Assigned task:
Please report how many lines in the records below contain the word "super", and give nothing else.

Data to examine:
==========

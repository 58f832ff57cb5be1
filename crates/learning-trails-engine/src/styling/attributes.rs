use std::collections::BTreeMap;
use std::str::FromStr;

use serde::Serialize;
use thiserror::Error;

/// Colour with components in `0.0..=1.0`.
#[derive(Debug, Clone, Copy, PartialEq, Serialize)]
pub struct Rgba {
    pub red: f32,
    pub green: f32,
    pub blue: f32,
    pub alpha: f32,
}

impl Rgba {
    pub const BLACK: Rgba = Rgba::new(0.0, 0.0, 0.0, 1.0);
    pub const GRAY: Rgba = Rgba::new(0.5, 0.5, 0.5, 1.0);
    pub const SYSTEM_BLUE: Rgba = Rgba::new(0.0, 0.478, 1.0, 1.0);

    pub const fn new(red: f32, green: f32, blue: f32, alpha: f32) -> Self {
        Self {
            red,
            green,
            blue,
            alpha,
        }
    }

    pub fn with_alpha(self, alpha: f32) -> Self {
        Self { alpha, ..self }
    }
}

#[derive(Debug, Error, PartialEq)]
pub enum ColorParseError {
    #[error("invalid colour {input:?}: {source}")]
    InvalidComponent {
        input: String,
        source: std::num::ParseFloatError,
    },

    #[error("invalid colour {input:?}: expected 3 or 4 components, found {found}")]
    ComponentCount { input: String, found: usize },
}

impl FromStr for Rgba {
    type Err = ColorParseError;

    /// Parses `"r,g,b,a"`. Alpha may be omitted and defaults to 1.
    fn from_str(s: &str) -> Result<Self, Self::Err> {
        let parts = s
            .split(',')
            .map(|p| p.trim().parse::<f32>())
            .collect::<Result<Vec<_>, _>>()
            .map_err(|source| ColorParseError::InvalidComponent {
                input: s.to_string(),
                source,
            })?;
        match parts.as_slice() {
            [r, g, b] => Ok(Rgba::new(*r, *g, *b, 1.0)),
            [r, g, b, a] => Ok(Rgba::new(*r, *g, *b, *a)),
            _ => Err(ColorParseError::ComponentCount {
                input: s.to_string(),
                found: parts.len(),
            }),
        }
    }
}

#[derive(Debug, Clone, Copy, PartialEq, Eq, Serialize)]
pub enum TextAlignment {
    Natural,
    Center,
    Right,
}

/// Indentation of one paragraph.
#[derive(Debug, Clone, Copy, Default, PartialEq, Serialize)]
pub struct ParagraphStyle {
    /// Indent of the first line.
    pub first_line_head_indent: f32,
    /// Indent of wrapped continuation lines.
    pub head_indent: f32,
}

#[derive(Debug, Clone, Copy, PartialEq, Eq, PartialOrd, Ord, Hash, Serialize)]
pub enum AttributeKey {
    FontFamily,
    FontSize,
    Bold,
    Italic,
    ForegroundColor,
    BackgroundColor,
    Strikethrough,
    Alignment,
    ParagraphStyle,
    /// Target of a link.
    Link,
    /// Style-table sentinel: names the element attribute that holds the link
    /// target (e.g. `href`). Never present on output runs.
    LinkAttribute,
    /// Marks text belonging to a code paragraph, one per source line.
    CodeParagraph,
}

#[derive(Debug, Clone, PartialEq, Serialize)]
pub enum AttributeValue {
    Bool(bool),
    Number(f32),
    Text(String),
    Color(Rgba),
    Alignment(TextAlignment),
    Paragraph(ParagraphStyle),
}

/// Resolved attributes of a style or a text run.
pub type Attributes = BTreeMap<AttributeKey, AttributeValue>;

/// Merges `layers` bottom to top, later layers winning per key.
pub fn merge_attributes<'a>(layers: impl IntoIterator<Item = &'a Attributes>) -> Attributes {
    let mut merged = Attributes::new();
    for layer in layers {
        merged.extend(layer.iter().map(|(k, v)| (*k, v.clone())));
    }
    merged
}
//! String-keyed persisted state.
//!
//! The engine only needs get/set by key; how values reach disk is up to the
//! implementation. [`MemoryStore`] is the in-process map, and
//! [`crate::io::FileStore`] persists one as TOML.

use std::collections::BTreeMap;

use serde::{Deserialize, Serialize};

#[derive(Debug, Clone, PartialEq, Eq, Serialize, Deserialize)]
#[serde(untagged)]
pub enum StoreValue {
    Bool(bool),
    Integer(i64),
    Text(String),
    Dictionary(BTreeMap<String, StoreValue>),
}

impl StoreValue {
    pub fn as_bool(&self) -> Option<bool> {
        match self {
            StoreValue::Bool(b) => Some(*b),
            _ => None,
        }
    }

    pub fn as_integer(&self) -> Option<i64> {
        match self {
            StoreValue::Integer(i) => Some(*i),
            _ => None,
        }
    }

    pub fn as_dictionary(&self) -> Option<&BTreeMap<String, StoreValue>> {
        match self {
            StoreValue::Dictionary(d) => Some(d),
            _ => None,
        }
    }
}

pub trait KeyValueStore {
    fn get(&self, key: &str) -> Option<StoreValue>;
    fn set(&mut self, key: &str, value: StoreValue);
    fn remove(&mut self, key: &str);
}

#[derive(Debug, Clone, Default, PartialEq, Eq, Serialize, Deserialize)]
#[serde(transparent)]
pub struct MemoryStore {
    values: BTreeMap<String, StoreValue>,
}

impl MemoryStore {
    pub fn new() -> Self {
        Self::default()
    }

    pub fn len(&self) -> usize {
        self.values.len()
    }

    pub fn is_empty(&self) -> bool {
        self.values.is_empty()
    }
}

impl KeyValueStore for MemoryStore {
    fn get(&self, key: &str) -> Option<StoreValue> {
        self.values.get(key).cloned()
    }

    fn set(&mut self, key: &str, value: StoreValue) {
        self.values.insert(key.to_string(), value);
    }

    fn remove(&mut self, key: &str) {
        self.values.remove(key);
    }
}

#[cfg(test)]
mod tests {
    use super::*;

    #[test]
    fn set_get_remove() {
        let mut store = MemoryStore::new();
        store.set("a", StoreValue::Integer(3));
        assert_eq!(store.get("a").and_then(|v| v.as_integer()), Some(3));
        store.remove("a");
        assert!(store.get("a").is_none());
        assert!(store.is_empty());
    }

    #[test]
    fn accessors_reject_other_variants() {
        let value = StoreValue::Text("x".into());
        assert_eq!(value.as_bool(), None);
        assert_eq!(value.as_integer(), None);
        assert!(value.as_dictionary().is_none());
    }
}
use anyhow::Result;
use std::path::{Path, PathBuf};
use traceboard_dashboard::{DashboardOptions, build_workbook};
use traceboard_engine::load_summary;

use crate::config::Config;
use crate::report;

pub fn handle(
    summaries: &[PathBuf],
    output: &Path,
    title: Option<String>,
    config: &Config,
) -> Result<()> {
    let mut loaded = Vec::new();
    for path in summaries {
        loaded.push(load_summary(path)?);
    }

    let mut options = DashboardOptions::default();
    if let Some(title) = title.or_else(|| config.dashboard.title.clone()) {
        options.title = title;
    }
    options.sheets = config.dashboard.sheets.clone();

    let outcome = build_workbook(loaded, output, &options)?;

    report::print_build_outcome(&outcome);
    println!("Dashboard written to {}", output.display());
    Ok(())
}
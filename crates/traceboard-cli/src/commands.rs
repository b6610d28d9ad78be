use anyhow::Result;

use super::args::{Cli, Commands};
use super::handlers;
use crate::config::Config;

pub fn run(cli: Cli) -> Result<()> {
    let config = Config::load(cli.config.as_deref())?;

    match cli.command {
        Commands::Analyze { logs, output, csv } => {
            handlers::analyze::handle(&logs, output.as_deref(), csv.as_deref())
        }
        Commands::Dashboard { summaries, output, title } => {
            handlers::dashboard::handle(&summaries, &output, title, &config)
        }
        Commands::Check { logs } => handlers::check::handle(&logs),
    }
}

==========

Output:
3